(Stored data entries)
***
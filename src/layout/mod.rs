//! Structural discovery: which row is the header, where the period labels
//! live, and which column belongs to which day.

pub mod columns;
pub mod header;

pub use columns::{map_day_columns, ColumnMap};
pub use header::{locate_header, HeaderInfo, HeaderMatch};
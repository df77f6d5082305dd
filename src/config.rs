// src/config.rs

use anyhow::{bail, Context, Result};
use serde::{Deserialize, Serialize};
use std::{env, fs, path::Path};
use tracing::{debug, info};

use crate::layout::header::DEFAULT_SCAN_ROWS;
use crate::validate::{ValidationDefaults, DEFAULT_WEEKS, UNKNOWN_LOCATION, UNKNOWN_TEACHER};
use crate::weeks::{self, WeekCompaction};

/// Environment override for [`ImportConfig::strict`].
pub const STRICT_ENV: &str = "COURSEGRID_STRICT";

/// Knobs for one import. Every field has a default, so an empty YAML file is
/// a valid config.
#[derive(Debug, Clone, PartialEq, Eq, Serialize, Deserialize)]
#[serde(default)]
pub struct ImportConfig {
    /// How many leading rows are considered when looking for the header.
    pub header_scan_rows: usize,
    /// Reject records with missing teacher/location/weeks instead of filling them.
    pub strict: bool,
    pub default_weeks: String,
    pub unknown_teacher: String,
    pub unknown_location: String,
    pub week_compaction: WeekCompaction,
}

impl Default for ImportConfig {
    fn default() -> Self {
        Self {
            header_scan_rows: DEFAULT_SCAN_ROWS,
            strict: false,
            default_weeks: DEFAULT_WEEKS.to_string(),
            unknown_teacher: UNKNOWN_TEACHER.to_string(),
            unknown_location: UNKNOWN_LOCATION.to_string(),
            week_compaction: WeekCompaction::default(),
        }
    }
}

impl ImportConfig {
    /// Read a YAML config from disk.
    pub fn load<P: AsRef<Path>>(path: P) -> Result<Self> {
        let path = path.as_ref();
        let text = fs::read_to_string(path)
            .with_context(|| format!("reading config {:?}", path))?;
        let config = Self::from_yaml(&text).with_context(|| format!("parsing config {:?}", path))?;
        info!(path = %path.display(), "loaded import config");
        Ok(config)
    }

    pub fn from_yaml(text: &str) -> Result<Self> {
        // an empty document deserializes to unit, not to a map
        let config: Self = if text.trim().is_empty() {
            Self::default()
        } else {
            serde_yaml::from_str(text)?
        };
        config.check()?;
        Ok(config)
    }

    /// Apply `COURSEGRID_STRICT` (`1`/`true`/`yes` or `0`/`false`/`no`).
    pub fn with_env_overrides(mut self) -> Self {
        if let Ok(raw) = env::var(STRICT_ENV) {
            match raw.trim().to_lowercase().as_str() {
                "1" | "true" | "yes" => self.strict = true,
                "0" | "false" | "no" => self.strict = false,
                other => debug!(value = other, "ignoring unrecognised {}", STRICT_ENV),
            }
        }
        self
    }

    pub fn validation_defaults(&self) -> ValidationDefaults {
        ValidationDefaults {
            teacher: self.unknown_teacher.clone(),
            location: self.unknown_location.clone(),
            weeks: self.default_weeks.clone(),
        }
    }

    fn check(&self) -> Result<()> {
        if !weeks::is_valid_format(&self.default_weeks) {
            bail!(
                "default_weeks `{}` is not a valid week range",
                self.default_weeks
            );
        }
        if self.unknown_teacher.trim().is_empty() || self.unknown_location.trim().is_empty() {
            bail!("unknown_teacher and unknown_location must not be blank");
        }
        Ok(())
    }
}
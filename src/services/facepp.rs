use anyhow::{Context, Result};
use base64::{engine::general_purpose, Engine};
use reqwest::multipart::Form;
use serde_json::Value;
use std::fs;

use super::SkinAnalysisService;
use crate::error::RelayError;

pub const FACEPP_SKIN_ANALYZE_URL: &str = "https://api-us.faceplusplus.com/facepp/v1/skinanalyze";

/// Face++ skinanalyze client
pub struct FacePlusPlusClient {
    api_key: String,
    api_secret: String,
    endpoint: String,
    client: reqwest::Client,
}

impl FacePlusPlusClient {
    pub fn new(api_key: String, api_secret: String) -> Self {
        Self {
            api_key,
            api_secret,
            endpoint: FACEPP_SKIN_ANALYZE_URL.to_string(),
            client: reqwest::Client::new(),
        }
    }

    /// Point the client at a different skinanalyze-compatible URL
    #[cfg(test)]
    pub fn with_endpoint(mut self, endpoint: impl Into<String>) -> Self {
        self.endpoint = endpoint.into();
        self
    }

    pub fn endpoint(&self) -> &str {
        &self.endpoint
    }

    /// Read a local image, encode it and submit it for analysis
    pub async fn analyze_file(&self, image_path: &str) -> Result<Value> {
        log::debug!("📸 Starting skin analysis for: {}", image_path);

        let image_data = fs::read(image_path)
            .with_context(|| format!("Failed to read image {}", image_path))?;
        let base64_image = general_purpose::STANDARD.encode(&image_data);

        log::debug!("📊 Image file size: {} bytes", image_data.len());
        log::debug!("🔄 Base64 encoded size: {} bytes", base64_image.len());

        Ok(self.analyze(&base64_image).await?)
    }
}

#[async_trait::async_trait]
impl SkinAnalysisService for FacePlusPlusClient {
    async fn analyze(&self, image_base64: &str) -> Result<Value, RelayError> {
        let form = Form::new()
            .text("api_key", self.api_key.clone())
            .text("api_secret", self.api_secret.clone())
            .text("image_base64", image_base64.to_string());

        log::info!("🤖 Sending image to Face++ ({} base64 chars)", image_base64.len());

        let response = self
            .client
            .post(&self.endpoint)
            .multipart(form)
            .send()
            .await?;

        let status = response.status();
        log::debug!("📥 Face++ response status: {}", status);

        let response_text = response.text().await?;

        let result: Value = serde_json::from_str(&response_text).map_err(|e| {
            log::error!("❌ Face++ returned a non-JSON body ({}): {}", status, response_text);
            RelayError::Transport(format!("Invalid response from analysis provider ({}): {}", status, e))
        })?;

        if !status.is_success() {
            // Face++ reports its own failures as JSON (error_message); pass them through
            log::warn!("⚠️ Face++ API error ({}): {}", status, response_text);
        } else {
            log::info!("✅ Received skin analysis successfully");
        }

        Ok(result)
    }
}
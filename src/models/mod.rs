use serde::de::DeserializeOwned;
use serde::{Deserialize, Deserializer, Serialize};
use serde_json::Value;

/// Label used whenever a code cannot be resolved
pub const UNKNOWN_LABEL: &str = "Unknown";

/// Face++ skinanalyze response. Every field is optional and decoded leniently:
/// a field with an unexpected shape is dropped instead of failing the whole response.
#[derive(Debug, Clone, Default, PartialEq, Serialize, Deserialize)]
pub struct AnalysisResponse {
    #[serde(default, deserialize_with = "lenient", skip_serializing_if = "Option::is_none")]
    pub request_id: Option<String>,
    #[serde(default, deserialize_with = "lenient", skip_serializing_if = "Option::is_none")]
    pub time_used: Option<i64>,
    #[serde(default, deserialize_with = "lenient", skip_serializing_if = "Option::is_none")]
    pub error_message: Option<String>,
    #[serde(default, deserialize_with = "lenient_object", skip_serializing_if = "Option::is_none")]
    pub result: Option<SkinResult>,
}

impl AnalysisResponse {
    /// Decode from any JSON value. Never fails; a non-object value yields an empty response.
    pub fn from_value(value: Value) -> Self {
        if !value.is_object() {
            log::warn!("⚠️ Analysis response is not an object, treating as empty");
            return Self::default();
        }

        match serde_json::from_value(value) {
            Ok(response) => response,
            Err(e) => {
                log::warn!("⚠️ Analysis response could not be decoded, treating as empty: {}", e);
                Self::default()
            }
        }
    }
}

#[derive(Debug, Clone, Default, PartialEq, Serialize, Deserialize)]
pub struct SkinResult {
    #[serde(default, deserialize_with = "lenient_object", skip_serializing_if = "Option::is_none")]
    pub skin_type: Option<SkinTypeScore>,
    #[serde(default, deserialize_with = "lenient_object", skip_serializing_if = "Option::is_none")]
    pub acne: Option<AttributeScore>,
    #[serde(default, deserialize_with = "lenient_object", skip_serializing_if = "Option::is_none")]
    pub dark_circle: Option<AttributeScore>,
    #[serde(default, deserialize_with = "lenient_object", skip_serializing_if = "Option::is_none")]
    pub eye_pouch: Option<AttributeScore>,
    #[serde(default, deserialize_with = "lenient_object", skip_serializing_if = "Option::is_none")]
    pub forehead_wrinkle: Option<AttributeScore>,
    #[serde(default, deserialize_with = "lenient_object", skip_serializing_if = "Option::is_none")]
    pub crows_feet: Option<AttributeScore>,
    #[serde(default, deserialize_with = "lenient_object", skip_serializing_if = "Option::is_none")]
    pub glabella_wrinkle: Option<AttributeScore>,
    #[serde(default, deserialize_with = "lenient_object", skip_serializing_if = "Option::is_none")]
    pub nasolabial_fold: Option<AttributeScore>,
    #[serde(default, deserialize_with = "lenient_object", skip_serializing_if = "Option::is_none")]
    pub skin_spot: Option<AttributeScore>,
    #[serde(default, deserialize_with = "lenient_object", skip_serializing_if = "Option::is_none")]
    pub blackhead: Option<AttributeScore>,
}

/// A single graded attribute (`{"value": 0..3, "confidence": ...}`)
#[derive(Debug, Clone, Default, PartialEq, Serialize, Deserialize)]
pub struct AttributeScore {
    #[serde(default, deserialize_with = "lenient")]
    pub value: Option<i64>,
    #[serde(default, deserialize_with = "lenient", skip_serializing_if = "Option::is_none")]
    pub confidence: Option<f64>,
}

impl AttributeScore {
    pub fn severity(&self) -> Option<Severity> {
        self.value.and_then(Severity::from_code)
    }
}

#[derive(Debug, Clone, Default, PartialEq, Serialize, Deserialize)]
pub struct SkinTypeScore {
    #[serde(default, deserialize_with = "lenient")]
    pub skin_type: Option<i64>,
    #[serde(default, skip_serializing_if = "Option::is_none")]
    pub details: Option<Value>,
}

impl SkinTypeScore {
    pub fn skin_type(&self) -> Option<SkinType> {
        self.skin_type.and_then(SkinType::from_code)
    }
}

/// Presence grade reported for acne, dark circles, wrinkles, etc.
#[derive(Debug, Clone, Copy, PartialEq, Eq, Hash, Serialize, Deserialize)]
pub enum Severity {
    Absent,
    Slight,
    Moderate,
    Severe,
}

impl Severity {
    #[cfg(test)]
    pub const ALL: [Severity; 4] = [
        Severity::Absent,
        Severity::Slight,
        Severity::Moderate,
        Severity::Severe,
    ];

    pub fn from_code(code: i64) -> Option<Self> {
        match code {
            0 => Some(Severity::Absent),
            1 => Some(Severity::Slight),
            2 => Some(Severity::Moderate),
            3 => Some(Severity::Severe),
            _ => None,
        }
    }

    #[cfg(test)]
    pub fn code(self) -> i64 {
        match self {
            Severity::Absent => 0,
            Severity::Slight => 1,
            Severity::Moderate => 2,
            Severity::Severe => 3,
        }
    }

    pub fn label(self) -> &'static str {
        match self {
            Severity::Absent => "None",
            Severity::Slight => "Slight",
            Severity::Moderate => "Moderate",
            Severity::Severe => "Severe",
        }
    }
}

impl std::fmt::Display for Severity {
    fn fmt(&self, f: &mut std::fmt::Formatter<'_>) -> std::fmt::Result {
        write!(f, "{}", self.label())
    }
}

#[derive(Debug, Clone, Copy, PartialEq, Eq, Hash, Serialize, Deserialize)]
pub enum SkinType {
    Oily,
    Dry,
    Normal,
    Combination,
}

impl SkinType {
    #[cfg(test)]
    pub const ALL: [SkinType; 4] = [
        SkinType::Oily,
        SkinType::Dry,
        SkinType::Normal,
        SkinType::Combination,
    ];

    pub fn from_code(code: i64) -> Option<Self> {
        match code {
            0 => Some(SkinType::Oily),
            1 => Some(SkinType::Dry),
            2 => Some(SkinType::Normal),
            3 => Some(SkinType::Combination),
            _ => None,
        }
    }

    pub fn name(self) -> &'static str {
        match self {
            SkinType::Oily => "Oily",
            SkinType::Dry => "Dry",
            SkinType::Normal => "Normal",
            SkinType::Combination => "Combination",
        }
    }
}

impl std::fmt::Display for SkinType {
    fn fmt(&self, f: &mut std::fmt::Formatter<'_>) -> std::fmt::Result {
        write!(f, "{}", self.name())
    }
}

/// Decode a field as `T`, or `None` if it is null or has the wrong shape.
fn lenient<'de, D, T>(deserializer: D) -> Result<Option<T>, D::Error>
where
    D: Deserializer<'de>,
    T: DeserializeOwned,
{
    let value = Option::<Value>::deserialize(deserializer)?;
    Ok(value.and_then(|v| serde_json::from_value(v).ok()))
}

/// Like `lenient`, but only a JSON object may fill a struct; serde would
/// otherwise accept an array and assign its items to fields by position.
fn lenient_object<'de, D, T>(deserializer: D) -> Result<Option<T>, D::Error>
where
    D: Deserializer<'de>,
    T: DeserializeOwned,
{
    let value = Option::<Value>::deserialize(deserializer)?;
    Ok(value
        .filter(Value::is_object)
        .and_then(|v| serde_json::from_value(v).ok()))
}
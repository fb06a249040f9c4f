/// Errors surfaced to the browser by the relay
#[derive(Debug, thiserror::Error)]
pub enum RelayError {
    #[error("No image supplied")]
    MissingInput,

    #[error("Invalid request body: {0}")]
    InvalidRequest(String),

    #[error("Image exceeds the {} MiB upload limit", .0 / (1024 * 1024))]
    PayloadTooLarge(usize),

    #[error("{0}")]
    Transport(String),
}

impl From<reqwest::Error> for RelayError {
    fn from(err: reqwest::Error) -> Self {
        RelayError::Transport(err.to_string())
    }
}

#[cfg(feature = "relay-server")]
mod response {
    use axum::extract::rejection::StringRejection;
    use axum::http::StatusCode;
    use axum::response::{IntoResponse, Response};
    use serde_json::json;

    use super::RelayError;
    use crate::relay::MAX_PAYLOAD_BYTES;

    impl RelayError {
        pub fn status(&self) -> StatusCode {
            match self {
                RelayError::MissingInput | RelayError::InvalidRequest(_) => StatusCode::BAD_REQUEST,
                RelayError::PayloadTooLarge(_) => StatusCode::PAYLOAD_TOO_LARGE,
                RelayError::Transport(_) => StatusCode::INTERNAL_SERVER_ERROR,
            }
        }
    }

    /// Body extraction failures (size limit, invalid UTF-8) keep the `{"error": ...}` shape
    impl From<StringRejection> for RelayError {
        fn from(rejection: StringRejection) -> Self {
            if rejection.status() == StatusCode::PAYLOAD_TOO_LARGE {
                RelayError::PayloadTooLarge(MAX_PAYLOAD_BYTES)
            } else {
                RelayError::InvalidRequest(rejection.body_text())
            }
        }
    }

    impl IntoResponse for RelayError {
        fn into_response(self) -> Response {
            let status = self.status();
            if status.is_server_error() {
                log::error!("❌ Relay failed: {}", self);
            } else {
                log::warn!("⚠️ Rejected request: {}", self);
            }

            (status, axum::Json(json!({ "error": self.to_string() }))).into_response()
        }
    }
}
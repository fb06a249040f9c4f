mod config;
mod error;
mod handlers;
mod models;
mod relay; // Browser-facing relay endpoint
mod services;

use anyhow::{Context, Result};
use dotenv::dotenv;
use std::env;

use config::Config;
use handlers::Report;
use models::AnalysisResponse;
use services::FacePlusPlusClient;

const USAGE: &str = "Usage:
  skin-relay [serve]            Start the relay server
  skin-relay report <file.json> Print the report for a saved analysis response
  skin-relay analyze <image>    Analyze a local photo and print the report";

#[tokio::main]
async fn main() -> Result<()> {
    // Load environment variables first so RUST_LOG in .env is honored
    dotenv().ok();

    // Initialize logger
    env_logger::init();

    let args: Vec<String> = env::args().skip(1).collect();
    let args: Vec<&str> = args.iter().map(String::as_str).collect();

    match args.as_slice() {
        [] | ["serve"] => serve().await,
        ["report", path] => print_saved_report(path),
        ["analyze", path] => analyze_image(path).await,
        _ => {
            eprintln!("{}", USAGE);
            std::process::exit(2);
        }
    }
}

#[cfg(feature = "relay-server")]
async fn serve() -> Result<()> {
    use relay::server::create_relay_router;
    use services::SkinAnalysisService;
    use std::sync::Arc;

    log::info!("🚀 Starting skin analysis relay...");

    let config = Config::from_env()?;

    let facepp = FacePlusPlusClient::new(config.facepp_api_key.clone(), config.facepp_api_secret.clone());
    log::info!("✅ Face++ client initialized ({})", facepp.endpoint());
    let analysis: Arc<dyn SkinAnalysisService> = Arc::new(facepp);

    let app = create_relay_router(analysis, relay::STATIC_DIR);

    let addr = config.bind_addr();
    let listener = tokio::net::TcpListener::bind(&addr)
        .await
        .with_context(|| format!("Failed to bind relay server on {}", addr))?;

    log::info!("🌐 Relay server up on {}", addr);
    log::info!("📂 Serving client from ./{}", relay::STATIC_DIR);

    axum::serve(listener, app)
        .with_graceful_shutdown(shutdown_signal())
        .await
        .context("Relay server stopped unexpectedly")?;

    log::info!("🛑 Relay server stopped");
    Ok(())
}

#[cfg(not(feature = "relay-server"))]
async fn serve() -> Result<()> {
    anyhow::bail!("skin-relay was built without the relay-server feature; only `report` and `analyze` are available")
}

#[cfg(feature = "relay-server")]
async fn shutdown_signal() {
    if let Err(e) = tokio::signal::ctrl_c().await {
        log::error!("❌ Failed to listen for Ctrl+C: {}", e);
    }
    log::info!("🛑 Shutting down...");
}

fn print_saved_report(path: &str) -> Result<()> {
    let content = std::fs::read_to_string(path)
        .with_context(|| format!("Failed to read analysis file {}", path))?;
    let value: serde_json::Value = serde_json::from_str(&content)
        .with_context(|| format!("{} does not contain valid JSON", path))?;

    print_report(&AnalysisResponse::from_value(value));
    Ok(())
}

async fn analyze_image(path: &str) -> Result<()> {
    let config = Config::from_env()?;
    let facepp = FacePlusPlusClient::new(config.facepp_api_key, config.facepp_api_secret);

    let value = facepp.analyze_file(path).await?;
    print_report(&AnalysisResponse::from_value(value));
    Ok(())
}

fn print_report(response: &AnalysisResponse) {
    if let Some(message) = &response.error_message {
        eprintln!("⚠️ Provider reported an error: {}", message);
    }
    println!("{}", Report::from_response(response));
}
use serde_json::Value;

use crate::error::RelayError;

/// Seam between the relay and whichever provider performs the skin analysis
#[async_trait::async_trait]
pub trait SkinAnalysisService: Send + Sync {
    /// Submit a raw base64 image and return the provider's JSON response untouched
    async fn analyze(&self, image_base64: &str) -> Result<Value, RelayError>;
}
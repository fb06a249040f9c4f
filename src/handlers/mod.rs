pub mod recommendations;
pub mod summary;

pub use recommendations::generate_recommendations;
pub use summary::generate_summary;

use serde::Serialize;

use crate::models::AnalysisResponse;

/// Both text renderings of one analysis
#[derive(Debug, Clone, PartialEq, Serialize)]
pub struct Report {
    pub summary: String,
    pub recommendations: String,
}

impl Report {
    pub fn from_response(response: &AnalysisResponse) -> Self {
        Self {
            summary: generate_summary(response),
            recommendations: generate_recommendations(response),
        }
    }
}

impl std::fmt::Display for Report {
    fn fmt(&self, f: &mut std::fmt::Formatter<'_>) -> std::fmt::Result {
        if self.recommendations.is_empty() {
            write!(f, "{}", self.summary)
        } else {
            write!(f, "{}\n\n{}", self.summary, self.recommendations)
        }
    }
}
***
Work instruction >>
Which of the lines above hold the string "ValidationDefaults"? Copy each one.

Answer for this exercise >>
use crate::validate::{ValidationDefaults, DEFAULT_WEEKS, UNKNOWN_LOCATION, UNKNOWN_TEACHER};
    pub fn validation_defaults(&self) -> ValidationDefaults {
        ValidationDefaults {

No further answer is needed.